*EXERCISE AIM*
Copy exactly the lines of the records below, and only those lines, beginning with the line that contains "filename crates/kestrel-tools/src/lib.rs" and ending with the line that contains "same message are".

** Opening SUPPLIED RECORDS block **

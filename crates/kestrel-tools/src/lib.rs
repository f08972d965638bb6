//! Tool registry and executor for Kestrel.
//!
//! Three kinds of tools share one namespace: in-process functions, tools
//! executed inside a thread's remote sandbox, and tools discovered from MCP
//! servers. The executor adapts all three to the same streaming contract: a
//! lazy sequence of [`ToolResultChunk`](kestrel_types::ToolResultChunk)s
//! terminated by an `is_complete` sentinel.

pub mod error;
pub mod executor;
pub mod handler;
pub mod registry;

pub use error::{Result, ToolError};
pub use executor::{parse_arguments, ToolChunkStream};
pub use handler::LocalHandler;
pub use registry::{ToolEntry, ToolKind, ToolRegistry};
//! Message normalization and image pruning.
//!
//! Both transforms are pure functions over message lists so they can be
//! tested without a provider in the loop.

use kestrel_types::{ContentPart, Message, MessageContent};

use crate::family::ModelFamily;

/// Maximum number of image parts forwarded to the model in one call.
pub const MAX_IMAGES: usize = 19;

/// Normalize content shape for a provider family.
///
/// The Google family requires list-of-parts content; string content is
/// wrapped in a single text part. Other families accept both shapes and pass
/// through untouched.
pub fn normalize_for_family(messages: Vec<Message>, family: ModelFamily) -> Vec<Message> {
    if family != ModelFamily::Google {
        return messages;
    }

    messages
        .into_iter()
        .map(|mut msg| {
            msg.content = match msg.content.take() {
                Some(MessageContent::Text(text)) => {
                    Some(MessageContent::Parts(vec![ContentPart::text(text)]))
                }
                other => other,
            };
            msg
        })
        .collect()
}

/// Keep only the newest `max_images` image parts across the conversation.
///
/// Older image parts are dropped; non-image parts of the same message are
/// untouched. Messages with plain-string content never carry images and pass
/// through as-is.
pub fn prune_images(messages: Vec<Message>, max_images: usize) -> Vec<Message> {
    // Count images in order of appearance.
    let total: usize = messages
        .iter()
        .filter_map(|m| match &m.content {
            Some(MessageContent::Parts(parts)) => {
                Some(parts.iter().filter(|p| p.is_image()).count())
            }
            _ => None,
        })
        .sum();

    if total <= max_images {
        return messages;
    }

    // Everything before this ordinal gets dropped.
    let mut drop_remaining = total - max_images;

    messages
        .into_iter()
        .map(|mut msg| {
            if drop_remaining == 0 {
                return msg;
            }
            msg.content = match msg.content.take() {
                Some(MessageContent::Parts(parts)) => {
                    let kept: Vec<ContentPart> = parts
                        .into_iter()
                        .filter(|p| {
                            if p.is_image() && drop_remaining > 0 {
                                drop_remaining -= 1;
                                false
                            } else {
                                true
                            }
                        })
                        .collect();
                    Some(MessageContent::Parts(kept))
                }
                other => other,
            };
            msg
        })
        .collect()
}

** Closing SUPPLIED RECORDS block **
** Opening SUPPLIED RECORDS block **

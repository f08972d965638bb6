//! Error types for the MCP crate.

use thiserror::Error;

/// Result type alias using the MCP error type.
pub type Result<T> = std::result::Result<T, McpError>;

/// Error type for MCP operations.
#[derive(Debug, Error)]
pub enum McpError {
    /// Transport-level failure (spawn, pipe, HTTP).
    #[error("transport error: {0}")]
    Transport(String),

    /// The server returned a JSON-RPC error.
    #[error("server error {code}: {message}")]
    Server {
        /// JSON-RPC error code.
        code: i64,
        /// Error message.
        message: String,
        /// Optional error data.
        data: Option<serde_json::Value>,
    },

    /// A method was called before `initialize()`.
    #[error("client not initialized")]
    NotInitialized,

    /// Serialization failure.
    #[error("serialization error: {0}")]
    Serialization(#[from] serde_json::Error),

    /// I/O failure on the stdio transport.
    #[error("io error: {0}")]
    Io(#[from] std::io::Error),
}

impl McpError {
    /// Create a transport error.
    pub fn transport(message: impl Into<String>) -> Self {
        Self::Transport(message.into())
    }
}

** Closing SUPPLIED RECORDS block **

*ANSWER SPACE*
filename crates/kestrel-tools/src/lib.rs
repository f08972d965638bb6
//! Tool registry and executor for Kestrel.
//!
//! Three kinds of tools share one namespace: in-process functions, tools
//! executed inside a thread's remote sandbox, and tools discovered from MCP
//! servers. The executor adapts all three to the same streaming contract: a
//! lazy sequence of [`ToolResultChunk`](kestrel_types::ToolResultChunk)s
//! terminated by an `is_complete` sentinel.

pub mod error;
pub mod executor;
pub mod handler;
pub mod registry;

pub use error::{Result, ToolError};
pub use executor::{parse_arguments, ToolChunkStream};
pub use handler::LocalHandler;
pub use registry::{ToolEntry, ToolKind, ToolRegistry};
//! Message normalization and image pruning.
//!
//! Both transforms are pure functions over message lists so they can be
//! tested without a provider in the loop.

use kestrel_types::{ContentPart, Message, MessageContent};

use crate::family::ModelFamily;

/// Maximum number of image parts forwarded to the model in one call.
pub const MAX_IMAGES: usize = 19;

/// Normalize content shape for a provider family.
///
/// The Google family requires list-of-parts content; string content is
/// wrapped in a single text part. Other families accept both shapes and pass
/// through untouched.
pub fn normalize_for_family(messages: Vec<Message>, family: ModelFamily) -> Vec<Message> {
    if family != ModelFamily::Google {
        return messages;
    }

    messages
        .into_iter()
        .map(|mut msg| {
            msg.content = match msg.content.take() {
                Some(MessageContent::Text(text)) => {
                    Some(MessageContent::Parts(vec![ContentPart::text(text)]))
                }
                other => other,
            };
            msg
        })
        .collect()
}

/// Keep only the newest `max_images` image parts across the conversation.
///
/// Older image parts are dropped; non-image parts of the same message are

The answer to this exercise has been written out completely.